### What the task asks
Your answer must consist of one number: how many lines in the records contain "IntoIterator".

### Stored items

Segment Open

//! User details and authentication managers.

use std::collections::HashMap;
use std::fmt;
use std::sync::Arc;

use futures_util::future::{BoxFuture, FutureExt};

use crate::security::password::PasswordEncoder;

/// A user as seen by the security layer. `password` is stored encoded.
#[derive(Clone, PartialEq, Eq)]
pub struct UserDetails {
    pub username: String,
    pub password: String,
    pub roles: Vec<String>,
    pub enabled: bool,
}

impl UserDetails {
    pub fn new(username: impl Into<String>, password: impl Into<String>) -> Self {
        Self {
            username: username.into(),
            password: password.into(),
            roles: Vec::new(),
            enabled: true,
        }
    }

    pub fn roles<I, S>(mut self, roles: I) -> Self
    where
        I: IntoIterator<Item = S>,
        S: Into<String>,
    {
        self.roles = roles.into_iter().map(Into::into).collect();
        self
    }

    pub fn disabled(mut self) -> Self {
        self.enabled = false;
        self
    }
}

impl fmt::Debug for UserDetails {
    fn fmt(&self, f: &mut fmt::Formatter<'_>) -> fmt::Result {
        f.debug_struct("UserDetails")
            .field("username", &self.username)
            .field("password", &"[redacted]")
            .field("roles", &self.roles)
            .field("enabled", &self.enabled)
            .finish()
    }
}

/// Looks users up by name.
pub trait UserDetailsService: Send + Sync {
    fn find_by_username<'a>(&'a self, username: &'a str) -> BoxFuture<'a, Option<UserDetails>>;
}

/// Fixed set of users held in memory.
#[derive(Debug, Clone, Default)]
pub struct InMemoryUserDetailsService {
    users: HashMap<String, UserDetails>,
}

impl InMemoryUserDetailsService {
    pub fn new(users: impl IntoIterator<Item = UserDetails>) -> Self {
        Self {
            users: users
                .into_iter()
                .map(|user| (user.username.clone(), user))
                .collect(),
        }
    }

    pub fn len(&self) -> usize {
        self.users.len()
    }

    pub fn is_empty(&self) -> bool {
        self.users.is_empty()
    }
}

impl UserDetailsService for InMemoryUserDetailsService {
    fn find_by_username<'a>(&'a self, username: &'a str) -> BoxFuture<'a, Option<UserDetails>> {
        let user = self.users.get(username).cloned();
        async move { user }.boxed()
    }
}

/// An authenticated principal, attached to request extensions.
#[derive(Debug, Clone, PartialEq, Eq)]
pub struct Authentication {
    pub principal: String,
    pub roles: Vec<String>,
}

impl Authentication {
    pub fn has_role(&self, role: &str) -> bool {
        self.roles.iter().any(|r| r == role)
    }
}

#[derive(Debug, Clone, PartialEq, Eq, thiserror::Error)]
pub enum AuthenticationError {
    #[error("bad credentials")]
    BadCredentials,

    #[error("user `{0}` is disabled")]
    Disabled(String),
}

/// Turns a username/password pair into an [`Authentication`].
pub trait AuthenticationManager: Send + Sync {
    fn authenticate<'a>(
        &'a self,
        username: &'a str,
        password: &'a str,
    ) -> BoxFuture<'a, Result<Authentication, AuthenticationError>>;
}

/// Default manager: look the user up, then check the password.
pub struct UserDetailsAuthenticationManager {
    users: Arc<dyn UserDetailsService>,
    encoder: Arc<dyn PasswordEncoder>,
}

impl UserDetailsAuthenticationManager {
    pub fn new(users: Arc<dyn UserDetailsService>, encoder: Arc<dyn PasswordEncoder>) -> Self {
        Self { users, encoder }
    }
}

impl AuthenticationManager for UserDetailsAuthenticationManager {
    fn authenticate<'a>(
        &'a self,
        username: &'a str,
        password: &'a str,
    ) -> BoxFuture<'a, Result<Authentication, AuthenticationError>> {
        async move {
            let user = self
                .users
                .find_by_username(username)
                .await
                .ok_or(AuthenticationError::BadCredentials)?;
            if !self.encoder.matches(password, &user.password) {
                return Err(AuthenticationError::BadCredentials);
            }
            if !user.enabled {
                return Err(AuthenticationError::Disabled(user.username));
            }
            Ok(Authentication {
                principal: user.username,
                roles: user.roles,
            })
        }
        .boxed()
    }
}

impl fmt::Debug for UserDetailsAuthenticationManager {
    fn fmt(&self, f: &mut fmt::Formatter<'_>) -> fmt::Result {
        f.debug_struct("UserDetailsAuthenticationManager")
            .field("encoder", &self.encoder)
            .finish_non_exhaustive()
    }
}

Segment Closed

### Solution below
2